Namun, perusahaan tetap perlu menyediakan mekanisme koreksi. Karyawan harus memiliki kesempatan untuk melaporkan data yang tidak sesuai, sementara HR perlu memverifikasi informasi sebelum melakukan perubahan.
Perusahaan juga dapat menyimpan riwayat koreksi. Catatan tersebut membantu HR mengetahui apa yang berubah, alasan perubahan, serta pihak yang melakukan pemeriksaan. Dengan cara ini, tim dapat menelusuri sumber masalah tanpa mengulang seluruh proses dari awal.
Kesimpulan
Masalah akurasi data kehadiran karyawan dapat muncul pada berbagai tahap, mulai dari pencatatan, perubahan jadwal, pemindahan informasi, hingga proses koreksi. Karena itu, perusahaan tidak cukup hanya memastikan karyawan melakukan absensi.

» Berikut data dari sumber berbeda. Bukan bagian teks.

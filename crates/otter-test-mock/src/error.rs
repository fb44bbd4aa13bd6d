//! Error types for otter-test-mock

use serde::{Deserialize, Serialize};
use thiserror::Error;

/// A value thrown by a module body, factory, or function implementation.
#[derive(Debug, Clone, PartialEq, Eq, Error, Serialize, Deserialize)]
#[error("{name}: {message}")]
pub struct Thrown {
    /// Error class name (`Error`, `TypeError`, ...).
    pub name: String,
    /// Error message.
    pub message: String,
}

impl Thrown {
    /// Create a plain `Error`
    pub fn error(message: impl Into<String>) -> Self {
        Self {
            name: "Error".to_string(),
            message: message.into(),
        }
    }

    /// Create a `TypeError`
    pub fn type_error(message: impl Into<String>) -> Self {
        Self {
            name: "TypeError".to_string(),
            message: message.into(),
        }
    }
}

/// Incorrect use of the mocking API.
///
/// These are configuration mistakes in a test file, not test failures.
#[derive(Debug, Clone, PartialEq, Eq, Error)]
pub enum MockUsageError {
    /// A mock factory returned something other than an object.
    #[error(
        "[vitest] vi.mock(\"{specifier}\", factory?) is not returning an object. Did you mean to return an object with a \"default\" key?"
    )]
    FactoryNotObject { specifier: String },

    /// Code read an export that the mock factory did not provide.
    #[error(
        "[vitest] No \"{export}\" export is defined on the \"{specifier}\" mock. Did you forget to return it from \"vi.mock\"?"
    )]
    MissingExport { specifier: String, export: String },

    /// A hoisted registration referenced a binding that is not available yet.
    #[error(
        "[vitest] There was an error when mocking a module. The factory of \"{specifier}\" references \"{name}\", which is not initialized at hoisting time. Wrap it in vi.hoisted() or import it inside the factory."
    )]
    NonHoistedReference { specifier: String, name: String },

    /// A hoisted registration arrived after the target was already evaluated.
    #[error("module \"{specifier}\" was imported before it was mocked")]
    MockedAfterImport { specifier: String },

    /// A factory asked for a hoisted value that was never declared.
    #[error("hoisted value \"{name}\" is not declared")]
    UnknownHoistedValue { name: String },
}

/// Module loading error
#[derive(Debug, Clone, Error)]
pub enum ModuleError {
    /// Nothing is registered or defined at the resolved path.
    #[error("Cannot find module '{specifier}' imported from '{referrer}'")]
    NotFound { specifier: String, referrer: String },

    /// The module graph contains a cycle.
    #[error("Circular dependency detected: {}", chain.join(" -> "))]
    Cycle { chain: Vec<String> },

    /// A module body or mock factory threw.
    #[error("Error evaluating module '{specifier}': {source}")]
    Evaluation {
        specifier: String,
        #[source]
        source: Thrown,
    },

    /// A function exported by a module threw when called.
    #[error(transparent)]
    Thrown(#[from] Thrown),

    /// Incorrect use of the mocking API.
    #[error(transparent)]
    MockUsage(#[from] MockUsageError),
}

impl ModuleError {
    /// Create an evaluation error
    pub fn evaluation(specifier: impl Into<String>, source: Thrown) -> Self {
        Self::Evaluation {
            specifier: specifier.into(),
            source,
        }
    }

    /// Whether this error is a configuration mistake rather than a runtime failure
    pub fn is_usage_error(&self) -> bool {
        matches!(self, Self::MockUsage(_))
    }
}

/// Result type using ModuleError
pub type ModuleResult<T> = Result<T, ModuleError>;

/// Error raised by the mock hoisting pass
#[derive(Debug, Clone, PartialEq, Eq, Error)]
pub enum HoistError {
    /// The source could not be parsed.
    #[error("Syntax error at line {line}: {message}")]
    Syntax { line: usize, message: String },

    /// The rewritten module could not be printed.
    #[error("Failed to emit hoisted module: {0}")]
    Codegen(String),

    /// A hoisted call referenced a binding that is initialized later.
    #[error("{source} (line {line})")]
    NonHoistedReference {
        line: usize,
        #[source]
        source: MockUsageError,
    },
}
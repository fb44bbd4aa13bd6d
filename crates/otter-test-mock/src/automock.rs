//! Derive mocked exports from a module's real exports.

use crate::mock_fn::{MockFn, MockTracker};
use crate::value::{Object, Value};

/// Replace every function with a no-op mock, recursing into objects.
///
/// Arrays are emptied and primitives are kept as they are.
pub fn automock_exports(exports: &Object, tracker: &MockTracker) -> Object {
    exports
        .iter()
        .map(|(key, value)| (key.clone(), automock_value(value, tracker)))
        .collect()
}

fn automock_value(value: &Value, tracker: &MockTracker) -> Value {
    match value {
        Value::Function(f) => Value::from(tracker.track(MockFn::with_name(f.name()))),
        Value::Object(props) => Value::Object(automock_exports(props, tracker)),
        Value::Array(_) => Value::Array(Vec::new()),
        other => other.clone(),
    }
}

/// Wrap every function in a call-through spy, recursing into objects and arrays.
pub fn spy_exports(exports: &Object, tracker: &MockTracker) -> Object {
    exports
        .iter()
        .map(|(key, value)| (key.clone(), spy_value(value, tracker)))
        .collect()
}

fn spy_value(value: &Value, tracker: &MockTracker) -> Value {
    match value {
        Value::Function(f) => Value::from(tracker.track(MockFn::spy(f.clone()))),
        Value::Object(props) => Value::Object(spy_exports(props, tracker)),
        Value::Array(items) => Value::Array(items.iter().map(|v| spy_value(v, tracker)).collect()),
        other => other.clone(),
    }
}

HR perlu menjaga kualitas data sepanjang proses pengelolaan. Dengan pembaruan jadwal yang cepat, pemeriksaan berkala, prosedur koreksi yang jelas, dan pengelolaan informasi yang teratur, perusahaan dapat mengurangi ketidaksesuaian sekaligus menghasilkan catatan kehadiran yang lebih dapat dipercaya.